Thread overview
proposal: capacity variable for dynamic arrays
Jul 10, 2006
Ameer Armaly
Jul 10, 2006
Oskar Linde
Jul 10, 2006
Ameer Armaly
Jul 10, 2006
Oskar Linde
Jul 10, 2006
Chris Miller
Jul 10, 2006
Lionello Lunesu
Jul 10, 2006
Ameer Armaly
Jul 18, 2006
Kevin Bealer
Jul 10, 2006
Derek Parnell
July 10, 2006
Right now dynamic arrays use length to resize and handle memmory allocation. This is a bit limiting as far as the old memmory  reservation problem as well as a few other things.  What I propose is adding a new variable called capacity, which handles the actual memmory allocation and using length for the accepted size of the array.  Here are a few code fragments to show how it would work:

char[] string = new char[1024];
assert(string.length==1024 && string.capacity=1024);
string.length=0; // we've reserved memmory, but haven't freed it
version(break) writefln(string[1..4]); // throws a bounds exception, since
length is zero
string.capacity = 1300; // traditional resize with a different variable,
will be set to whatever the true capacity is
string.length = 2048; // would still work, since length is greater than
capacity so it acts the same way.  However, capacity would be the actual
amount of memmory reserved by the malloc algorithm, in this case doubling
the size of the array.
string.capacity = 0; // freed

In short, this  solves the problem of reserving memmory with little cost, while maintaining backwards compatibility.  It could also be used in the stream and socket code, where the actual capacity doesn't change but the length does, removing the need for a separate size variable, something like this:

char[] buf = new char[1024];
buf.length = 0;
Socket s;
// set up the socket
s.read(buf); // Length is set to the actual data, but capacity is the same.
This way the array is truely dynamic.

Thoughts?
-- 


Ameer
---
Life is either tragedy or comedy.
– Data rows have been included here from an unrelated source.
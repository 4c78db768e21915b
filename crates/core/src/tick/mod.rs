//! Fixed-rate tick loop primitives: the per-world system order and
//! rayon-scheduled parallel world updates (spec 4.13, 5).

mod timestep;

pub use timestep::FixedTimestep;

use std::time::{Duration, Instant};

use rayon::prelude::*;

use crate::combat::{self, DamageInput};
use crate::config::{GameBalance, WorldGenConfig};
use crate::event::GameEvent;
use crate::loot::{self, LootTables};
use crate::mob::{self, VisiblePlayer};
use crate::movement::{self, CollisionNeighbor};
use crate::player::Player;
use crate::wire::{PlayerInput, Vector2};
use crate::world::World;

const PLAYER_HITBOX_RADIUS: f32 = 0.5;
/// Broad-phase query radius for movement collision neighbors — generous
/// relative to `player_collision_radius` since the grid is a per-tick
/// snapshot and players keep moving while it's queried (spec 4.5).
const MOVEMENT_NEIGHBOR_QUERY_RADIUS: f32 = 5.0;
/// Broad-phase query radius for room-scoped lookups (melee targets, mob
/// visibility); covers a room's full diagonal (`room_size` default 50x50)
/// so the distance query never excludes an actual same-room occupant.
const ROOM_SCALE_QUERY_RADIUS: f32 = 40.0;
/// Broad-phase query radius for projectile hit candidates, wider than any
/// hit radius to tolerate the grid being built before this tick's movement.
const PROJECTILE_CANDIDATE_QUERY_RADIUS: f32 = 20.0;

/// A `player_input` ready for this tick, already ordered by the input
/// buffer (spec 4.4, 4.13 step 2).
pub struct ReadyInput {
    pub player_id: u32,
    pub input: PlayerInput,
}

/// Runs the fixed system order for one world: movement, projectiles,
/// combat status updates, loot processing, AI, then room/progression
/// checks (spec 4.13 step 3).
pub fn step_world(
    world: &mut World,
    ready_inputs: &[ReadyInput],
    dt: f32,
    balance: &GameBalance,
    world_gen: &WorldGenConfig,
    loot_tables: &LootTables,
) {
    world.tick += 1;
    let now = Instant::now();
    rebuild_spatial_grids(world);

    run_movement(world, ready_inputs, dt, balance);
    run_combat_inputs(world, ready_inputs, balance, loot_tables, now);
    run_abilities(world, ready_inputs, balance, now);
    run_projectiles(world, dt, balance, now);
    run_status_effects(world, dt);
    run_loot(world, world_gen, loot_tables, balance, now);
    run_ai(world, dt, now);
    run_progression(world, balance, dt);
}

/// Updates every world in parallel, capped to the rayon global pool's
/// thread count (CPU count by default), then runs `step_world` on each
/// (spec 5: "max parallelism = CPU count", "each world updated by at most
/// one task at a time").
pub fn step_worlds_parallel(
    worlds: &mut [&mut World],
    ready_inputs_by_world: &std::collections::HashMap<u64, Vec<ReadyInput>>,
    dt: f32,
    balance: &GameBalance,
    world_gen: &WorldGenConfig,
    loot_tables: &LootTables,
) {
    let empty = Vec::new();
    worlds.par_iter_mut().for_each(|world| {
        let ready_inputs = ready_inputs_by_world.get(&world.id).unwrap_or(&empty);
        step_world(world, ready_inputs, dt, balance, world_gen, loot_tables);
    });
}
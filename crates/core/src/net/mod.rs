//! UDP transport: datagram send/receive, heartbeat timeout, the reliability
//! overlay, and per-endpoint rate limiting (spec 4.2, section 5).

mod endpoint;
mod rate_limit;
mod reliability;
mod stats;

pub use endpoint::NetworkEndpoint;
pub use rate_limit::RateLimiter;
pub use reliability::{PendingReliable, ReliabilityOverlay};
pub use stats::NetworkStats;
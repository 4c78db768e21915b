//! Tagged event records produced by combat/loot/mob systems each tick and
//! drained into the next broadcast snapshot (SPEC_FULL design notes,
//! adapting the teacher's `GameEvent`/`EventQueue` split).

mod queue;
mod types;

pub use queue::EventQueue;
pub use types::{GameEvent, ReliabilityMode};
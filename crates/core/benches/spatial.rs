use criterion::{Criterion, criterion_group, criterion_main};
use outland::SpatialGrid;
use outland::Vector2;
use rand::Rng;
use rand::SeedableRng;
use rand::rngs::SmallRng;
use std::hint::black_box;

fn populated_grid(count: usize, extent: f32) -> SpatialGrid<u32> {
    let mut rng = SmallRng::seed_from_u64(7);
    let mut grid = SpatialGrid::new(outland::spatial::DEFAULT_CELL_SIZE);
    for id in 0..count as u32 {
        let position = Vector2(rng.gen_range(-extent..extent), rng.gen_range(-extent..extent));
        grid.insert(position, id);
    }
    grid
}

fn bench_insert(c: &mut Criterion) {
    let mut g = c.benchmark_group("insert");
    let mut rng = SmallRng::seed_from_u64(7);
    let positions: Vec<Vector2> = (0..1000)
        .map(|_| Vector2(rng.gen_range(-200.0..200.0), rng.gen_range(-200.0..200.0)))
        .collect();

    g.bench_function("insert_1000_players", |b| {
        b.iter(|| {
            let mut grid = SpatialGrid::new(outland::spatial::DEFAULT_CELL_SIZE);
            for (id, &position) in positions.iter().enumerate() {
                grid.insert(black_box(position), id as u32);
            }
            grid
        })
    });
    g.finish();
}

fn bench_nearby(c: &mut Criterion) {
    let mut g = c.benchmark_group("nearby");

    let sparse = populated_grid(200, 200.0);
    g.bench_function("nearby_melee_radius_sparse", |b| {
        b.iter(|| black_box(sparse.nearby(black_box(Vector2(0.0, 0.0)), 2.5)))
    });

    let dense = populated_grid(2000, 100.0);
    g.bench_function("nearby_detection_radius_dense", |b| {
        b.iter(|| black_box(dense.nearby(black_box(Vector2(0.0, 0.0)), 30.0)))
    });

    g.finish();
}

criterion_group!(benches, bench_insert, bench_nearby);
criterion_main!(benches);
Usually it's your choice. You can whine or
you can laugh.
--Animorphs


July 10, 2006
Ameer Armaly skrev:
> Right now dynamic arrays use length to resize and handle memmory allocation. This is a bit limiting as far as the old memmory  reservation problem as well as a few other things.  What I propose is adding a new variable called capacity, which handles the actual memmory allocation and using length for the accepted size of the array.  Here are a few code fragments to show how it would work:
> 
> char[] string = new char[1024];
> assert(string.length==1024 && string.capacity=1024);
> string.length=0; // we've reserved memmory, but haven't freed it
> version(break) writefln(string[1..4]); // throws a bounds exception, since length is zero
> string.capacity = 1300; // traditional resize with a different variable, will be set to whatever the true capacity is
> string.length = 2048; // would still work, since length is greater than capacity so it acts the same way.  However, capacity would be the actual amount of memmory reserved by the malloc algorithm, in this case doubling the size of the array.
> string.capacity = 0; // freed
> 
> In short, this  solves the problem of reserving memmory with little cost, while maintaining backwards compatibility.  It could also be used in the stream and socket code, where the actual capacity doesn't change but the length does, removing the need for a separate size variable, something like this:
> 
> char[] buf = new char[1024];
> buf.length = 0;
> Socket s;
> // set up the socket
> s.read(buf); // Length is set to the actual data, but capacity is the same. This way the array is truely dynamic.
> 
> Thoughts?

Where would the capacity value be stored? Today the capacity is (as far as I understand) stored by the GC in correspondance to the the allocated  chunk of memory.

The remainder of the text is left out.